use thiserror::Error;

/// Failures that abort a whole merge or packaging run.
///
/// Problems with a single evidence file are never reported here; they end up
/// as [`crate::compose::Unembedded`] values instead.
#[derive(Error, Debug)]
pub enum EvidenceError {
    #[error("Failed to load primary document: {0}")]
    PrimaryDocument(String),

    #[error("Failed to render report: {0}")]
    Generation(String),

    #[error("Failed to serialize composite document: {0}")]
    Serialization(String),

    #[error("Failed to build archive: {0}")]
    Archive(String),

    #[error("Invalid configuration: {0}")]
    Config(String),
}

☆ ☆ ☆ ☆

→ **Task item**: Every line above that carries the string "Failed" should be copied.

→ **Answer box**:
    #[error("Failed to load primary document: {0}")]
    #[error("Failed to render report: {0}")]
    #[error("Failed to serialize composite document: {0}")]
    #[error("Failed to build archive: {0}")]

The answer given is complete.